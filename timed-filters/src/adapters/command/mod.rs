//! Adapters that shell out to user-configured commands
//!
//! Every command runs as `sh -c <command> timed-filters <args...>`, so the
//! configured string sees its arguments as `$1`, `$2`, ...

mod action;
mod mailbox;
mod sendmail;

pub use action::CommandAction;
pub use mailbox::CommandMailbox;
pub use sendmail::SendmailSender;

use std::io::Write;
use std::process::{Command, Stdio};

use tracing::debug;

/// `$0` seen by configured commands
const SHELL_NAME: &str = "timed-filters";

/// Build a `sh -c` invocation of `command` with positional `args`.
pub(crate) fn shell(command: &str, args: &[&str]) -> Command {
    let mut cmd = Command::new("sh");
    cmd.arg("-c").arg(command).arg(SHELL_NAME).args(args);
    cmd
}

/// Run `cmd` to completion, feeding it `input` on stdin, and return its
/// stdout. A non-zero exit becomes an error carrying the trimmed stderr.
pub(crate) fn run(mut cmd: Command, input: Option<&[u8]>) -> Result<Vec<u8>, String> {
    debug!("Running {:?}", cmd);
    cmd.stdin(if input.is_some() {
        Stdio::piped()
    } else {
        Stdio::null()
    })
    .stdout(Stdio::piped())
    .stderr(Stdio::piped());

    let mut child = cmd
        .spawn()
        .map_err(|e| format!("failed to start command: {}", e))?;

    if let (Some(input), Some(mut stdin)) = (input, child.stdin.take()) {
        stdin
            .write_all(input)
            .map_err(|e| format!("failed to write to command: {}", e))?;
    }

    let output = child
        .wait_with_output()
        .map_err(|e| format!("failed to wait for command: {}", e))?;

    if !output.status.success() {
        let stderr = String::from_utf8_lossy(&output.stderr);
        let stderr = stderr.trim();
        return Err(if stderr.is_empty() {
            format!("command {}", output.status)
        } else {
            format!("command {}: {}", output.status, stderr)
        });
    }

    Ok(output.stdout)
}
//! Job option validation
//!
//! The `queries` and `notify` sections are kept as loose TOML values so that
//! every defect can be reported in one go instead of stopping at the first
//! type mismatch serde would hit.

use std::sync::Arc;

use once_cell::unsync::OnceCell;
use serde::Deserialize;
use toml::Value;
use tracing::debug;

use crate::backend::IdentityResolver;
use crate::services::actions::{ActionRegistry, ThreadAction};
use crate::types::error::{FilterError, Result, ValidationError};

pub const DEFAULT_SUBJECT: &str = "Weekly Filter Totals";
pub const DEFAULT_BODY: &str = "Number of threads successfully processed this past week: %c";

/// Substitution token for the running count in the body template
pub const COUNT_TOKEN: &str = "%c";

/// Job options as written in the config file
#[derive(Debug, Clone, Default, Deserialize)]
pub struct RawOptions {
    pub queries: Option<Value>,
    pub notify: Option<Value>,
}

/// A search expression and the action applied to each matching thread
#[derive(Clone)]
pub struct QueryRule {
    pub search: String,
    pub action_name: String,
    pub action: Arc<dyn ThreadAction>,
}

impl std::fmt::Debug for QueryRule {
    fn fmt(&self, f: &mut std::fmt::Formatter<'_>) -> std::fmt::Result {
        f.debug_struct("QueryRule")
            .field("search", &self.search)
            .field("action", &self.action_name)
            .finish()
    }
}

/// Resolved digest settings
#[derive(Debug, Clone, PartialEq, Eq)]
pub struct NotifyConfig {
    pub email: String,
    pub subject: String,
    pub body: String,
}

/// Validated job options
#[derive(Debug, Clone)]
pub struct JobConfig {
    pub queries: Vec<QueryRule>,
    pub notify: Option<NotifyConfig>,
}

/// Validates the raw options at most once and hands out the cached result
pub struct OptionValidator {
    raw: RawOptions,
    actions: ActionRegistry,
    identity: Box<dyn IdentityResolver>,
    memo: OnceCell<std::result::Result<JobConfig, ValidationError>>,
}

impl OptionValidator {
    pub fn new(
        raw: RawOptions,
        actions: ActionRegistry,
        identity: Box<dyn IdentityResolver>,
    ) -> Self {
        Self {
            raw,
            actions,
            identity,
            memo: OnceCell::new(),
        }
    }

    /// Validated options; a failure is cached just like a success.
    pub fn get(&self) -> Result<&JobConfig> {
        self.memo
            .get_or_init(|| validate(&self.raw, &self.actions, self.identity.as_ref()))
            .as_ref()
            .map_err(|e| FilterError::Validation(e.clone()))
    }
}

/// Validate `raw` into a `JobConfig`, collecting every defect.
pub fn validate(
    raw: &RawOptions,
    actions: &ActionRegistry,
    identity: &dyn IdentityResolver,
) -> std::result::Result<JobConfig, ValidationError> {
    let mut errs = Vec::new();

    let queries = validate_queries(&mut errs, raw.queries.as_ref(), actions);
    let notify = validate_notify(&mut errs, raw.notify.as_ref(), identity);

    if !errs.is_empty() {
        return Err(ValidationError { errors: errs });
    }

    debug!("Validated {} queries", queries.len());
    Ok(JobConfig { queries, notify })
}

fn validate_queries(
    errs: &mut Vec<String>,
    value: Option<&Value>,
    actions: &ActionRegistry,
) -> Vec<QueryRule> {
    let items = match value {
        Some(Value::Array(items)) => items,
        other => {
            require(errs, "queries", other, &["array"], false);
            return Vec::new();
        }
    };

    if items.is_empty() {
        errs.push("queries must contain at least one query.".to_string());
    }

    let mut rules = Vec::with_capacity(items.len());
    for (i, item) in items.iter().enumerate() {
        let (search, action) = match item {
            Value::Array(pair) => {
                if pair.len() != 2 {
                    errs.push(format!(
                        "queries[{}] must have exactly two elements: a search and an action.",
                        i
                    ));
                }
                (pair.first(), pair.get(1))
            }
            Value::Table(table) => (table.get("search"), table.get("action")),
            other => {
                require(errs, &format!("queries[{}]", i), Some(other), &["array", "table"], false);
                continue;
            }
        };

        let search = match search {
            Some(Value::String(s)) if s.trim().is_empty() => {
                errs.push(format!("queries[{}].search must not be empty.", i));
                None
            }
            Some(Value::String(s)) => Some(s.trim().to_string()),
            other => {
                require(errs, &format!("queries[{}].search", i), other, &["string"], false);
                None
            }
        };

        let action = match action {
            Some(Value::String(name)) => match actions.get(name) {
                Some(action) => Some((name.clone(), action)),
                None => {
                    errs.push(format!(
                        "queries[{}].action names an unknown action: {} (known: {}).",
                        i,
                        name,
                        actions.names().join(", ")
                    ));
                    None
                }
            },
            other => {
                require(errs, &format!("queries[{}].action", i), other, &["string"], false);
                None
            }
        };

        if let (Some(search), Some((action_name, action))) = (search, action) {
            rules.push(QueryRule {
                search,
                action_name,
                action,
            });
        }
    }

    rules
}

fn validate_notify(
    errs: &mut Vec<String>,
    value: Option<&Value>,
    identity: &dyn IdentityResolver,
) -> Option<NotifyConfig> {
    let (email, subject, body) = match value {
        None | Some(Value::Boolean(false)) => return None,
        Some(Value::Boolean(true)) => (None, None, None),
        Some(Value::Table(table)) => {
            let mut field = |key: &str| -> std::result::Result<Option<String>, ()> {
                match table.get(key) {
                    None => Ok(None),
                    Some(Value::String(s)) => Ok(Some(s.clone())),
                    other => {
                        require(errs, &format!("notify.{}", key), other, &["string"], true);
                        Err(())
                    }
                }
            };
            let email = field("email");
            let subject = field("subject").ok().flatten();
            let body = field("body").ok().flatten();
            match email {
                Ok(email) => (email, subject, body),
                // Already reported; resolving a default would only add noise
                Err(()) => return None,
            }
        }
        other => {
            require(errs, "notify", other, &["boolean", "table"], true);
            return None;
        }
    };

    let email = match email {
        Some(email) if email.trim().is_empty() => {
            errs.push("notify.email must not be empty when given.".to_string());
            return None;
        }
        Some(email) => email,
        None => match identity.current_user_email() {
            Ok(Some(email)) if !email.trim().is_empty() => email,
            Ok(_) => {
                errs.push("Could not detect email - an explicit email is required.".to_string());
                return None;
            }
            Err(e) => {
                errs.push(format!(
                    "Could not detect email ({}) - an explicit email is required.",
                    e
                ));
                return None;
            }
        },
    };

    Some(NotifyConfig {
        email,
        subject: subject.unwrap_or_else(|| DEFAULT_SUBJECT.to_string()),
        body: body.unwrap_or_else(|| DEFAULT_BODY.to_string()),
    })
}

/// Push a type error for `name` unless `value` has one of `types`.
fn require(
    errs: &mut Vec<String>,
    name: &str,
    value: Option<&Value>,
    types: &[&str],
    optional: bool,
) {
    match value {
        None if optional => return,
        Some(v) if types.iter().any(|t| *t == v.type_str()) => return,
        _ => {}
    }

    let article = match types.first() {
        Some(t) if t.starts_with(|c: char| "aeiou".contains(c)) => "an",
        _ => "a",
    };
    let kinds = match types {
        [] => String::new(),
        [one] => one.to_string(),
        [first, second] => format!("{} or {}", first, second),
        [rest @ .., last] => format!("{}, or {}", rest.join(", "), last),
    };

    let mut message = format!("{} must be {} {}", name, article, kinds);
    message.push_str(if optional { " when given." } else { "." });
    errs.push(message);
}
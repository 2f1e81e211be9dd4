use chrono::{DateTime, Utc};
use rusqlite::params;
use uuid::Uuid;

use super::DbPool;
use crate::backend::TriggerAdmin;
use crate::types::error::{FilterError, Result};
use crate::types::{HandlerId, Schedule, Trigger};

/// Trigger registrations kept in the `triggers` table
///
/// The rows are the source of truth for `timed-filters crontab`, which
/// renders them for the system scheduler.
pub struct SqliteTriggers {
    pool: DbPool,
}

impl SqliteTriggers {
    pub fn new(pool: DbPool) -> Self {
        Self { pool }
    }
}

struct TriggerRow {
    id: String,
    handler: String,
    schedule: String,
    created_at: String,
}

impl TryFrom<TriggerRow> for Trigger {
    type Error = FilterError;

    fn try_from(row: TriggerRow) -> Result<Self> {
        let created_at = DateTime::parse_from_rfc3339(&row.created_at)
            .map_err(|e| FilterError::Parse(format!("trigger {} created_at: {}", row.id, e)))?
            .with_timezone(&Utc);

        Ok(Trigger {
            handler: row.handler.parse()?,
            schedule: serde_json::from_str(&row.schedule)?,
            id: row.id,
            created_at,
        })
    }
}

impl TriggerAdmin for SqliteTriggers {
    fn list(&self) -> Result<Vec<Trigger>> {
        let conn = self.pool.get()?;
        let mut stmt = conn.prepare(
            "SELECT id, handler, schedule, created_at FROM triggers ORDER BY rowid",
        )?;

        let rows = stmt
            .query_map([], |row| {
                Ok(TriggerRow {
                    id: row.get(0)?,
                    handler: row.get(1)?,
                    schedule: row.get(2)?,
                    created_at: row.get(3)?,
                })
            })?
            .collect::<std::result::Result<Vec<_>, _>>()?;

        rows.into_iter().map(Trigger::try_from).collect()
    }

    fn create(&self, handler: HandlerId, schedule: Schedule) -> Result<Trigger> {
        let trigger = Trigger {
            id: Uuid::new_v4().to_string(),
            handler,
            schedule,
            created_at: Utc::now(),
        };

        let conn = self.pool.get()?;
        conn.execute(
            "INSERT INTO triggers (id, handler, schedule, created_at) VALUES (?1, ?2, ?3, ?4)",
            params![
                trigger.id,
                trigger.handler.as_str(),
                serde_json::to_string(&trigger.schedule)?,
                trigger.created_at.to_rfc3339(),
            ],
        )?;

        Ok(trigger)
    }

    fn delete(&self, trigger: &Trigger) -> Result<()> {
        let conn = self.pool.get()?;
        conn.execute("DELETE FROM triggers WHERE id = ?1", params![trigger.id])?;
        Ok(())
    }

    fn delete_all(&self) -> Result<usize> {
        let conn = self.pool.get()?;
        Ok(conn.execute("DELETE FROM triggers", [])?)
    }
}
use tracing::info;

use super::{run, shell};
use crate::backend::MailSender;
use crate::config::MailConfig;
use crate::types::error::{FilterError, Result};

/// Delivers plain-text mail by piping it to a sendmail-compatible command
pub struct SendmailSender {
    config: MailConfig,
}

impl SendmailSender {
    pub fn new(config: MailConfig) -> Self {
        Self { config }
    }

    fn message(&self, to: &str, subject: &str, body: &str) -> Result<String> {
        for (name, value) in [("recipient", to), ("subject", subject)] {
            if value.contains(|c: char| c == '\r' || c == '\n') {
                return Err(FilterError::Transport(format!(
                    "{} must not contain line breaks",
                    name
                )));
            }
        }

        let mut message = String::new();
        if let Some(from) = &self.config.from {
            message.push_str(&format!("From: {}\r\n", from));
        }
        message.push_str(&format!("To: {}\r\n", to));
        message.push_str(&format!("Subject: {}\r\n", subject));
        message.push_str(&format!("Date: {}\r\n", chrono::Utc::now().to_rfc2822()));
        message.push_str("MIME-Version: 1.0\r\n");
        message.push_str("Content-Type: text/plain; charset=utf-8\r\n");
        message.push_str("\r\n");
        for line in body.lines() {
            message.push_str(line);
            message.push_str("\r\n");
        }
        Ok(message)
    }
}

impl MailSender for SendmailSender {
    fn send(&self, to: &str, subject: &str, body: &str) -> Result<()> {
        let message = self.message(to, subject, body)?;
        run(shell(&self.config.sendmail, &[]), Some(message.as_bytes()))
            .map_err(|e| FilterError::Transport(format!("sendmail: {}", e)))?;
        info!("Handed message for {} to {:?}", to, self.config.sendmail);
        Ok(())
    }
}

EXERCISE DIRECTIONS: From the data above, count the lines that hold the string "input". Reply with only that number.

EXERCISE SOLUTION: 5